Sur la scène principale, SPS, joueur asiatique, fait un superplay sur Ketsui. Superplay, le mot est faible. Le type ratiboise tout ce qui apparaît sur l'écran et évite les gerbes incessantes de missiles ennemis avec un rigorisme de chirurgien.

Avec ma douce nous nous posons dans les tribunes qui ont davantage l'habitude d'accueillir des spectateurs de Pascal Obispo que de jeux vidéo. Parmi eux, 2080, quelques rangs devant nous, reconnaissable entre cent grâce à ses lunettes blanches.

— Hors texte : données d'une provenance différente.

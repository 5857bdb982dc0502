// Operations
mod operations;
pub use operations::*;

mod errors;
pub use errors::*;

// Models
mod users;
pub use users::*;

mod payments;
pub use payments::*;

mod login_history;
pub use login_history::*;

mod templates;
pub use templates::*;

mod accounts;
pub use accounts::*;

mod store;
pub use store::*;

A l'unisson, nous applaudissons à chaque fois que SPS étale un boss. Je tente d'expliquer ce qui se passe à l'écran à ma douce qui ne voit dans ce feu d'artifice de pixel que d'esthétiques effets pyrotechniques. Au bout de cinq minutes, elle semble avoir compris que le but du petit vaisseau en bas de l'écran est d'éviter les assauts massifs de l'intelligence artificielle. Elle comprend un peu mieux pourquoi le reste de la salle est époustouflée et pourquoi nous sommes quelques centaines plantés devant un écran géant.

Ce à quoi nous assistons est exceptionnel.

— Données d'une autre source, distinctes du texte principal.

/// Checks credentials and keeps the lockout bookkeeping.
///
/// Each account change runs through `ModifyAccount`, so the
/// read-modify-write of an account record and its login history
/// entry cannot interleave with another attempt.
#[derive(Debug, Default)]
pub struct Authenticator {
    policy: LockoutPolicy,
}

impl Authenticator {
    pub fn new(policy: LockoutPolicy) -> Self {
        Self { policy }
    }

    pub fn policy(&self) -> &LockoutPolicy {
        &self.policy
    }

    /// Authenticate an account at `now`.
    ///
    /// Every call appends exactly one entry to the login history.
    /// A locked account is rejected without looking at the password.
    /// An inactive account is rejected after the password check and
    /// does not count as a failure.
    pub async fn authenticate<DB>(
        &self,
        db: &DB,
        credentials: &Credentials,
        now: DateTime<Utc>,
    ) -> Result<AccountSummary, AuthError>
    where
        DB: ModifyAccount + Send + Sync,
    {
        let email = credentials.email.trim();
        let filter = UserFilter {
            email: Some(email.to_string()),
            ..Default::default()
        };
        let origin = &credentials.origin;
        let policy = &self.policy;

        db.modify_account(&filter, |user| {
            let failed = |user_id: Option<u32>,
                          reason: FailureReason,
                          error: AuthError|
             -> AccountChange<Result<AccountSummary, AuthError>> {
                let attempt =
                    LoginAttempt::failed(user_id, email, reason, now).with_origin(origin.clone());
                AccountChange::keep(Err(error)).append(attempt)
            };

            let Some(mut user) = user.filter(|_| !email.is_empty()) else {
                tracing::info!(email, "login for unknown account");
                return failed(None, FailureReason::UserNotFound, AuthError::AccountNotFound);
            };

            if let AccountState::Locked { until } = policy.state(&user, now) {
                tracing::info!(user_id = user.id, %until, "login for locked account");
                return failed(
                    Some(user.id),
                    FailureReason::AccountLocked,
                    AuthError::AccountLocked { until },
                );
            }

            // The lock has run out, start counting from zero
            if user.locked_until.is_some() {
                tracing::info!(user_id = user.id, "lockout expired");
                policy.reset(&mut user);
            }

            if !verify_password(&credentials.password, &user.password_hash) {
                let locked = policy.register_failure(&mut user, now);
                if locked {
                    tracing::warn!(
                        user_id = user.id,
                        failed_attempts = user.failed_attempts,
                        until = ?user.locked_until,
                        "account locked"
                    );
                } else {
                    tracing::info!(
                        user_id = user.id,
                        failed_attempts = user.failed_attempts,
                        "invalid password"
                    );
                }
                let user_id = Some(user.id);
                return failed(user_id, FailureReason::InvalidPassword, AuthError::InvalidCredential)
                    .store(user);
            }

            if !user.active {
                tracing::info!(user_id = user.id, "login for inactive account");
                // Keeps the reset of an expired lock
                let user_id = Some(user.id);
                return failed(user_id, FailureReason::AccountInactive, AuthError::AccountInactive)
                    .store(user);
            }

            user.failed_attempts = 0;
            user.last_login_at = Some(now);
            tracing::info!(user_id = user.id, "login");
            let attempt = LoginAttempt::succeeded(user.id, email, now).with_origin(origin.clone());
            AccountChange::keep(Ok(AccountSummary::from(&user)))
                .append(attempt)
                .store(user)
        })
        .await?
    }

    /// Change the password of an account. Nothing is stored
    /// unless every check passes. Clears the temporary flag.
    pub async fn change_password<DB>(
        &self,
        db: &DB,
        user_id: u32,
        change: &PasswordChange,
    ) -> Result<User, AuthError>
    where
        DB: ModifyAccount + Send + Sync,
    {
        if change.new != change.confirm {
            return Err(AuthError::PasswordMismatch);
        }
        validate_password_strength(&change.new)?;

        let user = db
            .modify_account(&by_id(user_id), |user| {
                let Some(mut user) = user else {
                    return AccountChange::keep(Err(AuthError::AccountNotFound));
                };
                if !verify_password(&change.current, &user.password_hash) {
                    return AccountChange::keep(Err(AuthError::InvalidCredential));
                }
                match hash_password(&change.new) {
                    Ok(hash) => {
                        user.password_hash = hash;
                        user.temporary_password = false;
                        AccountChange::keep(Ok(user.clone())).store(user)
                    }
                    Err(e) => AccountChange::keep(Err(e.into())),
                }
            })
            .await??;
        tracing::info!(user_id, "password changed");
        Ok(user)
    }

    /// Lift the lock of one account
    pub async fn unlock<DB>(&self, db: &DB, user_id: u32) -> Result<User, AuthError>
    where
        DB: ModifyAccount + Send + Sync,
    {
        let user = db
            .modify_account(&by_id(user_id), |user| match user {
                Some(mut user) => {
                    self.policy.reset(&mut user);
                    AccountChange::keep(Ok(user.clone())).store(user)
                }
                None => AccountChange::keep(Err(AuthError::AccountNotFound)),
            })
            .await??;
        tracing::info!(user_id, "account unlocked");
        Ok(user)
    }

    /// Lift the locks of all accounts. Returns the number
    /// of accounts touched.
    pub async fn unlock_all<DB>(&self, db: &DB) -> Result<usize, AuthError>
    where
        DB: Query<User, Filter = UserFilter> + ModifyAccount + Send + Sync,
    {
        let users: Vec<User> = db
            .query(&UserFilter {
                locked: Some(true),
                ..Default::default()
            })
            .await?;
        let mut count = 0;
        for user in users {
            let unlocked = db
                .modify_account(&by_id(user.id), |user| match user {
                    // Skip accounts another writer removed or unlocked meanwhile
                    Some(mut user) if user.failed_attempts > 0 || user.locked_until.is_some() => {
                        self.policy.reset(&mut user);
                        AccountChange::keep(true).store(user)
                    }
                    _ => AccountChange::keep(false),
                })
                .await?;
            if unlocked {
                count += 1;
            }
        }
        tracing::info!(count, "all accounts unlocked");
        Ok(count)
    }

    /// Administrative reset: the password becomes the national id
    /// again and is marked temporary.
    pub async fn reset_password<DB>(&self, db: &DB, user_id: u32) -> Result<User, AuthError>
    where
        DB: ModifyAccount + Send + Sync,
    {
        let user = db
            .modify_account(&by_id(user_id), |user| {
                let Some(mut user) = user else {
                    return AccountChange::keep(Err(AuthError::AccountNotFound));
                };
                if user.national_id.trim().is_empty() {
                    return AccountChange::keep(Err(AuthError::MissingNationalId));
                }
                match hash_password(user.national_id.trim()) {
                    Ok(hash) => {
                        user.password_hash = hash;
                        user.temporary_password = true;
                        AccountChange::keep(Ok(user.clone())).store(user)
                    }
                    Err(e) => AccountChange::keep(Err(e.into())),
                }
            })
            .await??;
        tracing::info!(user_id, "password reset to temporary password");
        Ok(user)
    }
}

Elle me fait remarquer que SPS tient son stick paume vers le haut, ce qui peut dérouter. On apprécie davantage encore la maestria avec laquelle ce joueur se déplace. Le spectacle est ahurissant.

Certaines choses, en ce monde, sont difficilement compréhensibles. Il y a un degré d'excellence qui confine parfois au surnaturel. Qu'il s'agisse de la chapelle Sixtine de Vinci ou de la bicyclette de Zlatan contre l'Allemagne, il faut bien admettre que certaines choses se situent hors de portée du commun de mortel. C'est cela que l'on appelle l'exceptionnel.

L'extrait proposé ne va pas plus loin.